Problem: Each line of the entries that mentions the string "short" needs to be reported.

[Extracted data entries]
use std::fs;
use std::path::PathBuf;
use std::time::Instant;

use anyhow::Context;
use clap::Parser;
use gist_core::{
    DEFAULT_MIN_CHARS, DEFAULT_SENTENCES, DEFAULT_TIMEOUT_SECS, DEFAULT_USER_AGENT, FetchConfig, OutputFormat,
    Summarizer, SummaryConfig, fetch_file, fetch_stdin, fetch_url,
};
use owo_colors::OwoColorize;
use tracing_subscriber::EnvFilter;
use tracing_subscriber::layer::SubscriberExt;
use tracing_subscriber::util::SubscriberInitExt;
use url::Url;

mod echo;

use echo::Status;

const VERSION: &str = env!("CARGO_PKG_VERSION");

/// Summarize a web page into its most salient sentences
#[derive(Parser, Debug)]
#[command(name = "gist")]
#[command(version)]
#[command(about = "Summarize web pages into their key sentences", long_about = None)]
struct Args {
    /// URL to fetch, local HTML file, or "-" for stdin
    #[arg(value_name = "INPUT")]
    input: String,

    /// Number of sentences in the summary
    #[arg(short = 'n', long, default_value_t = DEFAULT_SENTENCES, value_name = "NUM")]
    sentences: usize,

    /// Minimum sentence length in characters
    #[arg(long, default_value_t = DEFAULT_MIN_CHARS, value_name = "NUM")]
    min_chars: usize,

    /// Output file (default: stdout)
    #[arg(short, long, value_name = "FILE")]
    output: Option<PathBuf>,

    /// Output format (text, markdown, json)
    #[arg(short, long, default_value = "text", value_name = "FORMAT")]
    format: OutputFormat,

    /// Append the full extracted text after the summary
    #[arg(long)]
    full_text: bool,

    /// HTTP timeout in seconds
    #[arg(long, default_value_t = DEFAULT_TIMEOUT_SECS, value_name = "SECS")]
    timeout: u64,

    /// Custom User-Agent for HTTP requests
    #[arg(long, value_name = "UA")]
    user_agent: Option<String>,

    /// Enable debug logging
    #[arg(short, long)]
    verbose: bool,
}

/// Where the HTML comes from
#[derive(Debug, PartialEq, Eq)]
enum Input {
    Stdin,
    Url(String),
    File(String),
}

impl Input {
    /// Inputs with a scheme and host are URLs (even unsupported ones); the rest are file paths.
    fn classify(input: &str) -> Self {
        if input == "-" {
            return Self::Stdin;
        }
        if input.starts_with("http://") || input.starts_with("https://") {
            return Self::Url(input.to_string());
        }
        match Url::parse(input) {
            Ok(url) if !url.cannot_be_a_base() && url.has_host() => Self::Url(input.to_string()),
            _ => Self::File(input.to_string()),
        }
    }
}

fn init_tracing(verbose: bool) {
    let default_filter = if verbose { "gist=debug,gist_core=debug" } else { "warn" };
    let filter = EnvFilter::try_from_default_env().unwrap_or_else(|_| EnvFilter::new(default_filter));

    tracing_subscriber::registry()
        .with(filter)
        .with(tracing_subscriber::fmt::layer().with_writer(std::io::stderr).with_target(false))
        .init();
}

#[tokio::main]
async fn main() -> anyhow::Result<()> {
    let args = Args::parse();
    init_tracing(args.verbose);

    if args.verbose {
        echo::banner();
        echo::status(Status::Info, "Debug logging enabled");
        eprintln!();
    }

    let config = SummaryConfig::builder().sentences(args.sentences).min_chars(args.min_chars).build();
    config.validate()?;

    let started = Instant::now();
    let input = Input::classify(&args.input);

    let (html, source_url) = match &input {
        Input::Stdin => {
            if args.verbose {
                echo::step(1, 3, "Reading from stdin");
            }
            (fetch_stdin().context("Failed to read from stdin")?, None)
        }
        Input::Url(url) => {
            if args.verbose {
                echo::step(1, 3, &format!("Fetching {}", url.bright_white().underline()));
            }
            let fetch_config = FetchConfig {
                timeout: args.timeout,
                user_agent: args.user_agent.clone().unwrap_or_else(|| DEFAULT_USER_AGENT.to_string()),
            };
            let html = fetch_url(url, &fetch_config)
                .await
                .with_context(|| format!("Failed to fetch {}", url))?;
            (html, Some(url.clone()))
        }
        Input::File(path) => {
            if args.verbose {
                echo::step(1, 3, &format!("Reading from file {}", path.bright_white()));
            }
            (fetch_file(path).with_context(|| format!("Failed to read file: {}", path))?, None)
        }
    };
    let fetched = started.elapsed();

    if args.verbose {
        echo::detail("Size", echo::format_size(html.len()));
        echo::timing("Read", fetched);
        eprintln!();
        echo::step(2, 3, "Summarizing");
    }

    let summarizer = Summarizer::with_config(config);
    let summary = match &source_url {
        Some(url) => summarizer.summarize_html_with_url(&html, url)?,
        None => summarizer.summarize_html(&html)?,
    };

    if args.verbose {
        echo::detail("Title", summary.display_title());
        echo::detail("Candidates", summary.candidate_count);
        echo::detail("Selected", summary.sentences.len());
        echo::timing("Summarize", started.elapsed() - fetched);
        if summary.is_empty() {
            echo::status(Status::Warning, "No sentence passed the length filter");
        }
        eprintln!();
        echo::step(3, 3, "Writing output");
        echo::detail("Format", format!("{:?}", args.format));
        eprintln!();
    }

    let output = summary.to_format(args.format, args.full_text);

    match args.output {
        Some(path) => {
            if let Some(parent) = path.parent().filter(|p| !p.as_os_str().is_empty()) {
                fs::create_dir_all(parent)
                    .with_context(|| format!("Failed to create directory: {}", parent.display()))?;
            }
            fs::write(&path, format!("{}\n", output))
                .with_context(|| format!("Failed to write to file: {}", path.display()))?;
            echo::status(Status::Success, &format!("Summary written to {}", path.display().bright_white()));
        }
        None => {
            println!("{}", output);
        }
    }

    Ok(())
}

#[cfg(test)]
mod tests {
    use super::*;
    use clap::CommandFactory;

    #[test]
    fn test_classify_input() {
        assert_eq!(Input::classify("-"), Input::Stdin);
        assert_eq!(
            Input::classify("https://example.com/a"),
            Input::Url("https://example.com/a".to_string())
        );
        assert_eq!(Input::classify("http://"), Input::Url("http://".to_string()));
        assert_eq!(Input::classify("ftp://example.com/a"), Input::Url("ftp://example.com/a".to_string()));
        assert_eq!(Input::classify("page.html"), Input::File("page.html".to_string()));
        assert_eq!(Input::classify("./saved/page.html"), Input::File("./saved/page.html".to_string()));
    }

    #[test]
    fn test_args_defaults() {
        let args = Args::parse_from(["gist", "https://example.com"]);
        assert_eq!(args.sentences, 5);
        assert_eq!(args.min_chars, 40);
        assert_eq!(args.timeout, 15);
        assert_eq!(args.format, OutputFormat::Text);
        assert!(!args.full_text);
    }

    #[test]
    fn test_args_format_parse() {
        let args = Args::parse_from(["gist", "-f", "md", "-n", "3", "page.html"]);
        assert_eq!(args.format, OutputFormat::Markdown);
        assert_eq!(args.sentences, 3);
        assert!(Args::try_parse_from(["gist", "-f", "html", "page.html"]).is_err());
    }

    #[test]
    fn test_completions_offer_accepted_flags() {
        let bash = include_str!(concat!(env!("OUT_DIR"), "/completions/gist.bash"));
        let command = Args::command();

        for arg in command.get_arguments() {
            if let Some(long) = arg.get_long() {
                assert!(bash.contains(&format!("--{}", long)), "completions lack --{}", long);
            }
        }
        for snake in ["--min_chars", "--full_text", "--user_agent"] {
            assert!(!bash.contains(snake), "completions offer {}", snake);
        }
    }
}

Solution to this problem:
    #[arg(short = 'n', long, default_value_t = DEFAULT_SENTENCES, value_name = "NUM")]
    #[arg(short, long, value_name = "FILE")]
    #[arg(short, long, default_value = "text", value_name = "FORMAT")]
    #[arg(short, long)]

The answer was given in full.